START Data for this exercise

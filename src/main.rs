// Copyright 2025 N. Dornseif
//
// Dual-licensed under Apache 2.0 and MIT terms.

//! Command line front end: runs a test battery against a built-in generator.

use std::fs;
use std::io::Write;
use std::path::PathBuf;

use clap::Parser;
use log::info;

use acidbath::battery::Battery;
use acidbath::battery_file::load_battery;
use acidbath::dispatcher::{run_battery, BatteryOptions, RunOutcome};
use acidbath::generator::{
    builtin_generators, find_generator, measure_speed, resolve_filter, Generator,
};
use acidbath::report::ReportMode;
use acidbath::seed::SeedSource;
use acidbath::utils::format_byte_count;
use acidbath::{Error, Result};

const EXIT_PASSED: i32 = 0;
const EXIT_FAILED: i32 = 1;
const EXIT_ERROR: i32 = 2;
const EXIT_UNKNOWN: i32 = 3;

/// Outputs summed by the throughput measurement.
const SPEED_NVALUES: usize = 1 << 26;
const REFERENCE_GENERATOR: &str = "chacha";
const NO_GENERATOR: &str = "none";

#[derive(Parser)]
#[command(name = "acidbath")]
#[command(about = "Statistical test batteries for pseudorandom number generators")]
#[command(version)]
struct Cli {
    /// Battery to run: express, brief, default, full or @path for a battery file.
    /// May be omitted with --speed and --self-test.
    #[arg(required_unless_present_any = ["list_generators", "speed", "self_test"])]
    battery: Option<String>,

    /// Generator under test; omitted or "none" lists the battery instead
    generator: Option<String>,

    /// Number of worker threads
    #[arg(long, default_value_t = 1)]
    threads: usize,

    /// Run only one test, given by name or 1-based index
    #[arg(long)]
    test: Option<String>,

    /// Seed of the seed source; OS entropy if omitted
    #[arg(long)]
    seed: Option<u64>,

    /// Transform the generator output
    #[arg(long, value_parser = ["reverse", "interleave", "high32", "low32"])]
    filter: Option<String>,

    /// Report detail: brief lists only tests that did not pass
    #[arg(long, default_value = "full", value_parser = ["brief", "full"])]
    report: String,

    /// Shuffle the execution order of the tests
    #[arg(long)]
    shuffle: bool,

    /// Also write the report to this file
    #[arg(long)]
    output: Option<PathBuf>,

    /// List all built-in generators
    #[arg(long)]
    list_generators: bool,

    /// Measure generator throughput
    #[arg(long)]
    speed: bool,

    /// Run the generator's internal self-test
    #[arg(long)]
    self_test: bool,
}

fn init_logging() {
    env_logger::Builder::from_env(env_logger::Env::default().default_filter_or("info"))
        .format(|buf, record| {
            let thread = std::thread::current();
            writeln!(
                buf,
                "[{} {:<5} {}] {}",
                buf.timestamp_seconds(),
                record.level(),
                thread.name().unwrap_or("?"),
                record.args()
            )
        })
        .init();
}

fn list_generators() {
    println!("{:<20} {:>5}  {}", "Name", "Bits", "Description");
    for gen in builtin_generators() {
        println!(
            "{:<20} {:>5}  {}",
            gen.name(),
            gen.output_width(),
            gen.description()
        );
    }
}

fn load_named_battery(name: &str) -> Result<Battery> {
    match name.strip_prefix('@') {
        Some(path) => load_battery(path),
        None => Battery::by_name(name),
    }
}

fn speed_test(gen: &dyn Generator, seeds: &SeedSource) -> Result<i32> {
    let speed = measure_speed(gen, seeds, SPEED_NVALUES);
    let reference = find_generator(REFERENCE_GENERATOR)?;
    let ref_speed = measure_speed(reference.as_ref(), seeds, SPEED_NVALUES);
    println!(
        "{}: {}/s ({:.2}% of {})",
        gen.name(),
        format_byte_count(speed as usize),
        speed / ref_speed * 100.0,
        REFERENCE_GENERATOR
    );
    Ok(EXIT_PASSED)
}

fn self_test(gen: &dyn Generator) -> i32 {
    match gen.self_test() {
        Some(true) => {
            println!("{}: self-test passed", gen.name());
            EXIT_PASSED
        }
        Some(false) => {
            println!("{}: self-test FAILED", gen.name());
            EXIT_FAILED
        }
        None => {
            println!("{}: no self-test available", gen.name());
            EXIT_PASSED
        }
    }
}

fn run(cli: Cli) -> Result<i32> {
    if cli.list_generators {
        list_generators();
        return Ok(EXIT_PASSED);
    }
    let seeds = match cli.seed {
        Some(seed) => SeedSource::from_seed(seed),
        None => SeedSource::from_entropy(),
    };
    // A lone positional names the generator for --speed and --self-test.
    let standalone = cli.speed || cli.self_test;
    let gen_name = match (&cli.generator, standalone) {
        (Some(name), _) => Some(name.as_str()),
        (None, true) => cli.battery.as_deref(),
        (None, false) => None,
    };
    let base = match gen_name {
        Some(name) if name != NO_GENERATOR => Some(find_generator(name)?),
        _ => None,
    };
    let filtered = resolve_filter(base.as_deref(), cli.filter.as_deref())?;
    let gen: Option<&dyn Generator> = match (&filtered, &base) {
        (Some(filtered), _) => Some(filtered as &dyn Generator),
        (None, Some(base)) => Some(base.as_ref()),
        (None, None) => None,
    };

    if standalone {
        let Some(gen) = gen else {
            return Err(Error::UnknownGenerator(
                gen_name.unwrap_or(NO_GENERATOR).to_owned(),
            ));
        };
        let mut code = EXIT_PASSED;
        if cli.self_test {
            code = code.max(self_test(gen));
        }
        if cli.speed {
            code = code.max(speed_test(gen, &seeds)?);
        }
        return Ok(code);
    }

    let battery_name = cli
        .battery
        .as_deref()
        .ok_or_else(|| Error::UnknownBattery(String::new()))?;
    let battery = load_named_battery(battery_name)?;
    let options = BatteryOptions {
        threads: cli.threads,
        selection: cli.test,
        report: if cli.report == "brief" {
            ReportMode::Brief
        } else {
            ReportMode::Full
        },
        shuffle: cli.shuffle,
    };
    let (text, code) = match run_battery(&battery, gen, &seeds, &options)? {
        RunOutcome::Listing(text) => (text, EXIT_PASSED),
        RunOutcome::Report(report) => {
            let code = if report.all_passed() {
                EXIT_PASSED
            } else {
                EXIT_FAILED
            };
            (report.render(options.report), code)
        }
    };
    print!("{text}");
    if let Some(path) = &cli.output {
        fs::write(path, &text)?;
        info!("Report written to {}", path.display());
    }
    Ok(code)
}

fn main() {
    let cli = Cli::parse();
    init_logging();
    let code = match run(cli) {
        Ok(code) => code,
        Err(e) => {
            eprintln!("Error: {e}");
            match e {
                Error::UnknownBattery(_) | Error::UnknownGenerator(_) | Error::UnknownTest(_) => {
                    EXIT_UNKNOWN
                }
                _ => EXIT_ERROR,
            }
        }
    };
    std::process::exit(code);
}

END Data for this exercise
START Data for this exercise

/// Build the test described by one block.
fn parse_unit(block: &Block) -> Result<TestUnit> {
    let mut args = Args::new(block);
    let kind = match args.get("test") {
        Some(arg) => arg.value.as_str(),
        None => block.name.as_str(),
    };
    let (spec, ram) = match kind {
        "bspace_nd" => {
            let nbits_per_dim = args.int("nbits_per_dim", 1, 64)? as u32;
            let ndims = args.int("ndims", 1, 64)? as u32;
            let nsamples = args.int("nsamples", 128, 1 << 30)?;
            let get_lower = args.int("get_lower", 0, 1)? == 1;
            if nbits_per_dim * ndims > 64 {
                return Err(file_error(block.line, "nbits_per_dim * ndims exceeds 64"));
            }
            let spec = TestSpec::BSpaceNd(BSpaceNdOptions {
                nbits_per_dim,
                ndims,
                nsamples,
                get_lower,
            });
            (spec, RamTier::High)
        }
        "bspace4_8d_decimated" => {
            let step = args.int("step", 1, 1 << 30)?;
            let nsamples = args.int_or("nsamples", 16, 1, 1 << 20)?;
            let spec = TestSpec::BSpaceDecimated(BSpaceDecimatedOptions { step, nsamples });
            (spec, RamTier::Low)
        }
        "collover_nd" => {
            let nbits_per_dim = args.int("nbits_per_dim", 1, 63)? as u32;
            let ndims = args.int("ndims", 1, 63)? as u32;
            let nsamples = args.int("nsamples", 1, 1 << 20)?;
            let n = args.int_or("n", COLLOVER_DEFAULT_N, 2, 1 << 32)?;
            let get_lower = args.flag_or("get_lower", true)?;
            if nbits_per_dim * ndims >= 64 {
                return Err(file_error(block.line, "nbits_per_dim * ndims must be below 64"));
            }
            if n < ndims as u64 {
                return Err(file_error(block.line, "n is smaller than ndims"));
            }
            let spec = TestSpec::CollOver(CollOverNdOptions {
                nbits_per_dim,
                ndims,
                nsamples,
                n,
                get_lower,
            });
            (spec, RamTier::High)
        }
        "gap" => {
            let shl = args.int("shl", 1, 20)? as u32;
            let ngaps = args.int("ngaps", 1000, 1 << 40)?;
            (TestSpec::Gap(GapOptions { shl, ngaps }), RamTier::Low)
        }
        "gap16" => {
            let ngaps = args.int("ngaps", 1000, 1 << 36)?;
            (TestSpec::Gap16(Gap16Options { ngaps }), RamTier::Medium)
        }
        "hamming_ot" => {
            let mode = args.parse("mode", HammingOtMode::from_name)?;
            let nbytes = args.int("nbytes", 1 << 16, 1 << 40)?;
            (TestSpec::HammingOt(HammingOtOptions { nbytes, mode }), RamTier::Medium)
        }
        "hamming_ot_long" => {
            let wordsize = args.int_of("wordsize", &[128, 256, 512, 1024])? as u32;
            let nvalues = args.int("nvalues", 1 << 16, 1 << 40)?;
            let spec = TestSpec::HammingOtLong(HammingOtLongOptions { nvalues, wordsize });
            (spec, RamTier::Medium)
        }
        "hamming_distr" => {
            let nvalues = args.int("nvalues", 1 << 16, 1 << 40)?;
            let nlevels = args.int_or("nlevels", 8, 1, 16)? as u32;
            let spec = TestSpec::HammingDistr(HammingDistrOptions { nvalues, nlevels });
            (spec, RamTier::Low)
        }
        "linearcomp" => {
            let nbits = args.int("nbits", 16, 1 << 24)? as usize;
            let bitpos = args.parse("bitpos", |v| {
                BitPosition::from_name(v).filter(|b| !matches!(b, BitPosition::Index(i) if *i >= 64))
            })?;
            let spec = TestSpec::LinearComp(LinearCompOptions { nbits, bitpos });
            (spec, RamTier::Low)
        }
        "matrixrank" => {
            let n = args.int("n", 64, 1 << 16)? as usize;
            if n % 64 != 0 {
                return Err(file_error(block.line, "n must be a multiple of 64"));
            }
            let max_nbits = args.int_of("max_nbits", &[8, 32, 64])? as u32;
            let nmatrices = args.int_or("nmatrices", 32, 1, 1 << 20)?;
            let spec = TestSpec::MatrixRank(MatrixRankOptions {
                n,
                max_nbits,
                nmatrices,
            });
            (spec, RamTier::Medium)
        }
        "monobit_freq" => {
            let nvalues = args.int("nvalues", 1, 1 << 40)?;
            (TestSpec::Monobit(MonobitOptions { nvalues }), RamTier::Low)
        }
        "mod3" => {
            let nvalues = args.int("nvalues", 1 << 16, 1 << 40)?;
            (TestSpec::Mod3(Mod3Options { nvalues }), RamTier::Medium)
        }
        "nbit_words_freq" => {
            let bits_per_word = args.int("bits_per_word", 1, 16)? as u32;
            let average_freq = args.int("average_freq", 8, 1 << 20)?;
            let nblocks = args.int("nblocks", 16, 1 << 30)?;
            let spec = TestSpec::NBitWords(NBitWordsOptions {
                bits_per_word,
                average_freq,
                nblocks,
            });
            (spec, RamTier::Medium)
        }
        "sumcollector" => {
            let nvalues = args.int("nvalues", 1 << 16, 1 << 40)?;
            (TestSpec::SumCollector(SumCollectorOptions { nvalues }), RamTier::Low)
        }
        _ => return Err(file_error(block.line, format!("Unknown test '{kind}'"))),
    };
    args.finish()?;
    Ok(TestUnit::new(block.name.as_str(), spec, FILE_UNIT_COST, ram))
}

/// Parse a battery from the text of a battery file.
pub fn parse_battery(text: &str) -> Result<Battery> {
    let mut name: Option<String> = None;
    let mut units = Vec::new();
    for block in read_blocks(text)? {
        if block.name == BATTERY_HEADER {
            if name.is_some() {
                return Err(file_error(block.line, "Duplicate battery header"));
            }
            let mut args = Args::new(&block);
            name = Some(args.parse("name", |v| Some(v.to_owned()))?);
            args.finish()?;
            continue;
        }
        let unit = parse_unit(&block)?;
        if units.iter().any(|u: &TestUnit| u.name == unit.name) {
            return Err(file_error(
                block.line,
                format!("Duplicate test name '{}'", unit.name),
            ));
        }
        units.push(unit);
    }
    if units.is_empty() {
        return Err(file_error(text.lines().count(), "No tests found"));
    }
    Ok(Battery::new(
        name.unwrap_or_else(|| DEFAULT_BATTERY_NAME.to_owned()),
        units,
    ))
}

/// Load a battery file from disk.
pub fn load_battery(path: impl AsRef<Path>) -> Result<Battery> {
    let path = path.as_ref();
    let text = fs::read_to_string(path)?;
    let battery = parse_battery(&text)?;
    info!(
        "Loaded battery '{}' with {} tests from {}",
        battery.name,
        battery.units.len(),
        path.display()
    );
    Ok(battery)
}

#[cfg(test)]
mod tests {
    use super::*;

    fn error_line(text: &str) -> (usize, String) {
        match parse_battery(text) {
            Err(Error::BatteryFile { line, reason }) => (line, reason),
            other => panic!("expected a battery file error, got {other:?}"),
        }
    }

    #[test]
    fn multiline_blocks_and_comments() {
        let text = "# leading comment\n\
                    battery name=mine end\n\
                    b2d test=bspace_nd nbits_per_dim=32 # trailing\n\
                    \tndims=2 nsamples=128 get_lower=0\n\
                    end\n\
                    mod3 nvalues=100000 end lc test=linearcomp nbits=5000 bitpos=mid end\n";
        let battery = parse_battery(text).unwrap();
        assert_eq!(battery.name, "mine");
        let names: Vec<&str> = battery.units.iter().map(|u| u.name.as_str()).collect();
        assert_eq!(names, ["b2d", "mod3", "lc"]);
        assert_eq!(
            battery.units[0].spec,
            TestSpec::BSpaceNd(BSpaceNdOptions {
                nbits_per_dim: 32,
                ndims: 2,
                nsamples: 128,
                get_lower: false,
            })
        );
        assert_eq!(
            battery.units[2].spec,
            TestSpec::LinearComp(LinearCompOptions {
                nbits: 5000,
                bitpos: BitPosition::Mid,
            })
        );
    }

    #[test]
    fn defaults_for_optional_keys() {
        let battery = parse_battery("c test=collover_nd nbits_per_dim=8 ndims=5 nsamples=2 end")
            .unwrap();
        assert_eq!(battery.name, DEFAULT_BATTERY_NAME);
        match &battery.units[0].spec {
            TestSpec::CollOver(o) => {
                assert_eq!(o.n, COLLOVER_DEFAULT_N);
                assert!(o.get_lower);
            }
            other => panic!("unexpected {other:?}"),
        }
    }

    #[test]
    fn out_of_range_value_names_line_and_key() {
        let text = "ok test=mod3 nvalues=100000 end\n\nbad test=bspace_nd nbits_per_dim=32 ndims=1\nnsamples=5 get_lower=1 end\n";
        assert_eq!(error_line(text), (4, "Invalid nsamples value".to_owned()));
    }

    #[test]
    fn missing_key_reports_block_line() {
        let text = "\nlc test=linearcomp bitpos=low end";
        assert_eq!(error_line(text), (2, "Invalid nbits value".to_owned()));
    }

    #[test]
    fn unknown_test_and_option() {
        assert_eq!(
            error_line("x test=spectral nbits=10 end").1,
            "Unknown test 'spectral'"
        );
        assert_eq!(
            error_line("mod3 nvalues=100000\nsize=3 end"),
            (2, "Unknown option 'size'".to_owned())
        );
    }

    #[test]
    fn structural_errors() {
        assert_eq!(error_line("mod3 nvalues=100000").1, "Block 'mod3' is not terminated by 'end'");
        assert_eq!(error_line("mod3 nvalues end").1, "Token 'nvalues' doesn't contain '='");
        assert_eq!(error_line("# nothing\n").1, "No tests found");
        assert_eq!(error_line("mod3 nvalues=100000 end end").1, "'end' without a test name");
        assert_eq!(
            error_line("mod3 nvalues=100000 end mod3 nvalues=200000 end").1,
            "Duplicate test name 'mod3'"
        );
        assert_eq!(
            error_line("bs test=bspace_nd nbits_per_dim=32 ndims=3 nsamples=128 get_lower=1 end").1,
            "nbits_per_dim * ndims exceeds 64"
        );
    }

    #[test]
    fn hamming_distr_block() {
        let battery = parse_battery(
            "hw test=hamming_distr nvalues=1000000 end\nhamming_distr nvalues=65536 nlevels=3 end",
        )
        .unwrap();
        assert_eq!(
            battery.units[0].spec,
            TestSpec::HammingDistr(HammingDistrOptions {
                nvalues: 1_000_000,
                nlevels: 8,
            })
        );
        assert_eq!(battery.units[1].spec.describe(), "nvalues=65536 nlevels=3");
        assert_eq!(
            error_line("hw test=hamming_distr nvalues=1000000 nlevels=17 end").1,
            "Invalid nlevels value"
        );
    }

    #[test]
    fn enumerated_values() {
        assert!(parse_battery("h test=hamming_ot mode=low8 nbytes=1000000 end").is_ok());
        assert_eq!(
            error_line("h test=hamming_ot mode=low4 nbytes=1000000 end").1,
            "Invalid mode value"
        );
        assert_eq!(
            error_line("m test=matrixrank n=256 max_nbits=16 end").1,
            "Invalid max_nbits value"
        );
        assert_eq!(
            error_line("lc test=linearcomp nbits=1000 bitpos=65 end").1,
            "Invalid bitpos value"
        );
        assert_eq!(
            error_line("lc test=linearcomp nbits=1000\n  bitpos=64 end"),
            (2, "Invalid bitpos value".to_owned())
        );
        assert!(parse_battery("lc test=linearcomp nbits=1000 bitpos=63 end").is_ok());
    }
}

END Data for this exercise
START Data for this exercise

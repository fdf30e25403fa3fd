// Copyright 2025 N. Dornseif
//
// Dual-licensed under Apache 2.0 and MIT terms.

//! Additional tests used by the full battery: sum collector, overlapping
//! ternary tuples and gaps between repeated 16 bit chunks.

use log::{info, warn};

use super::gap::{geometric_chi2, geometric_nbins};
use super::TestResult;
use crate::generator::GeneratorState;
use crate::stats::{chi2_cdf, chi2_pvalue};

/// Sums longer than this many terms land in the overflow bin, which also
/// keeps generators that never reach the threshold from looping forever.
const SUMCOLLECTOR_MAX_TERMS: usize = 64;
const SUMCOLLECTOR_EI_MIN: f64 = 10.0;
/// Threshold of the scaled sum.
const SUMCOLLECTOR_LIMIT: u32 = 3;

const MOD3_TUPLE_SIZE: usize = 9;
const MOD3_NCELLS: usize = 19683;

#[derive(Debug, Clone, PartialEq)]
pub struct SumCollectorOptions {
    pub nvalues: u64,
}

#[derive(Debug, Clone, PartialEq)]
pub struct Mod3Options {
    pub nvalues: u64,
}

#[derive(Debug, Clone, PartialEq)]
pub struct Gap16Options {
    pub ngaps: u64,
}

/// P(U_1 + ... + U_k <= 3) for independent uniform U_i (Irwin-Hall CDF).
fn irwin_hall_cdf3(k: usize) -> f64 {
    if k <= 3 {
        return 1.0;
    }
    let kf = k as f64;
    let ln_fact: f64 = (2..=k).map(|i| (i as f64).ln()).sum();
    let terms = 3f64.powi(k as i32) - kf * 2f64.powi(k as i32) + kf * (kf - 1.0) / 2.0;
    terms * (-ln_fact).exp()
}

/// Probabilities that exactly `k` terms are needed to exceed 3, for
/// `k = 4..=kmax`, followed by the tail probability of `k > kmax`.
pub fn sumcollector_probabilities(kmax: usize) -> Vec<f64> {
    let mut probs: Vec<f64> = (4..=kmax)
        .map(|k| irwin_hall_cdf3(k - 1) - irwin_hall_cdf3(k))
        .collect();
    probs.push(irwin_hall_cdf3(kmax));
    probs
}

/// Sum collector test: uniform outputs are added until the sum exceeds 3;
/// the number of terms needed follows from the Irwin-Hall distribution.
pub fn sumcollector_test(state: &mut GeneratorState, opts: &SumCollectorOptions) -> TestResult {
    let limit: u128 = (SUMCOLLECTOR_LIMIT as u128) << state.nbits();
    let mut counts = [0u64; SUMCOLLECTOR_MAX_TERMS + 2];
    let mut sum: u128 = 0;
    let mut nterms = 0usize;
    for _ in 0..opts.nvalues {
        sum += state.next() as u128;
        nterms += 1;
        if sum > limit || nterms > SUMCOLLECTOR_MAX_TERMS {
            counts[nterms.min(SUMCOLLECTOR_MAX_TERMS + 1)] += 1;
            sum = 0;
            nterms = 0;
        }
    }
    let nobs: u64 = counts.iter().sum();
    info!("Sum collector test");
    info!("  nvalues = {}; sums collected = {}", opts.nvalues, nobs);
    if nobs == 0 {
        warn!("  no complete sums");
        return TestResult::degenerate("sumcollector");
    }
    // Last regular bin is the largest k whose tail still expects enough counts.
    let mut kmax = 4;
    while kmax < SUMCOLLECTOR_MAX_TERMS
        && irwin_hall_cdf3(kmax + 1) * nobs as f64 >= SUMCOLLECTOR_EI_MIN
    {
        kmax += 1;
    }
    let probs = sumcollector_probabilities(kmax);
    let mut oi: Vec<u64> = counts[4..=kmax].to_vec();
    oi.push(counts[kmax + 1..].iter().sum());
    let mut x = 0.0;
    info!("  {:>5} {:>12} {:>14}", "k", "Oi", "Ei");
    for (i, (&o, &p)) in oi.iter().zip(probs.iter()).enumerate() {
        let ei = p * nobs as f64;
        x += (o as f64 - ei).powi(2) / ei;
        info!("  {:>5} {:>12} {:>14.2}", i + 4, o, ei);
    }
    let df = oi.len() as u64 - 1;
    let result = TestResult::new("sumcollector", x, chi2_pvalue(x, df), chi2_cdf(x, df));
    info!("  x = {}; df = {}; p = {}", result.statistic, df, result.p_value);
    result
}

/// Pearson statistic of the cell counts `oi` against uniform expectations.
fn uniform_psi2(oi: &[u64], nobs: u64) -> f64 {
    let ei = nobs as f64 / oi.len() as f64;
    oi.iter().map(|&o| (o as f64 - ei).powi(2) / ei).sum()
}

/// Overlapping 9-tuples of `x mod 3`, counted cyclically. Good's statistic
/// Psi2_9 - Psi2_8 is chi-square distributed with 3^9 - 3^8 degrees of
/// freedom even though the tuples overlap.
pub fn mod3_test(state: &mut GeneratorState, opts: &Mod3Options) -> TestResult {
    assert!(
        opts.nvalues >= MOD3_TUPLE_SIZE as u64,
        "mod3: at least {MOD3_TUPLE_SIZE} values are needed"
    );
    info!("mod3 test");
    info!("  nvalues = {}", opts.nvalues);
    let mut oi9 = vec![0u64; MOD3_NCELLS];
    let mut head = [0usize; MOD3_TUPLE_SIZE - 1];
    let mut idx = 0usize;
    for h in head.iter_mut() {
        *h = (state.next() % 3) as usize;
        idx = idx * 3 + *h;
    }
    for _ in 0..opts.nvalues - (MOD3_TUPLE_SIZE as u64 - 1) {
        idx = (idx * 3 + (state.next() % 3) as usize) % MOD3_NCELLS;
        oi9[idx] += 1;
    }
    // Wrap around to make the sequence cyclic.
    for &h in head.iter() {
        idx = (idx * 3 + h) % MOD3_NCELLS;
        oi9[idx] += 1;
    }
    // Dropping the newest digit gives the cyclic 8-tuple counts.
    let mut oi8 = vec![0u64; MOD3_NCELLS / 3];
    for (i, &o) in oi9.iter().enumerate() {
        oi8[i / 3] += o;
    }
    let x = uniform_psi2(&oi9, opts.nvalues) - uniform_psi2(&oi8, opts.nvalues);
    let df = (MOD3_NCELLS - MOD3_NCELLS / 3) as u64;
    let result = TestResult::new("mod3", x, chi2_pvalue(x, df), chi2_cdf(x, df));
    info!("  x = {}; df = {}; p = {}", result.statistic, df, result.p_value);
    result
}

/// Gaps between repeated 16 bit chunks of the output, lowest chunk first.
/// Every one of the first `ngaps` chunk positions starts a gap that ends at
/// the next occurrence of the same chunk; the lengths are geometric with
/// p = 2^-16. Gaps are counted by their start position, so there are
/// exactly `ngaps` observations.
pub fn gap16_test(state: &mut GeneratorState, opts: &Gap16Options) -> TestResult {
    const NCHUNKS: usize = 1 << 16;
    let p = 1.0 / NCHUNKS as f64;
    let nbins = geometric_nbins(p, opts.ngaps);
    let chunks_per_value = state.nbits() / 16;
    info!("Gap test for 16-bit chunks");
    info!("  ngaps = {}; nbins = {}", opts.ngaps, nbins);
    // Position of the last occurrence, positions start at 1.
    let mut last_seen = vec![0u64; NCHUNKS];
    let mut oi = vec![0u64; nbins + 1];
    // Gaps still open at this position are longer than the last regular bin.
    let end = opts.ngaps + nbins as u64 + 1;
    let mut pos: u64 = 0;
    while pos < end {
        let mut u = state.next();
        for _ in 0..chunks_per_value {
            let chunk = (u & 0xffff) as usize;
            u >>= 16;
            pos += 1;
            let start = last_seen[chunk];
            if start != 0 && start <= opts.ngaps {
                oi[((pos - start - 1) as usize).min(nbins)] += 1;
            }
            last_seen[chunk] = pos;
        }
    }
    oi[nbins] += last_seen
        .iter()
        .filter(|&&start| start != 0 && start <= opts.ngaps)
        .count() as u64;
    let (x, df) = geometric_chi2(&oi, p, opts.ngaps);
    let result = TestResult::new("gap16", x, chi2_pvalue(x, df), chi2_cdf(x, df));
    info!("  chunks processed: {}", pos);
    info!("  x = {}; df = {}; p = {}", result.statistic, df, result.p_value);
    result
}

END Data for this exercise

* Exercise:
Search the records above for "tuples" and copy every line that has it.

* Exercise result:
//! ternary tuples and gaps between repeated 16 bit chunks.
/// Overlapping 9-tuples of `x mod 3`, counted cyclically. Good's statistic
/// freedom even though the tuples overlap.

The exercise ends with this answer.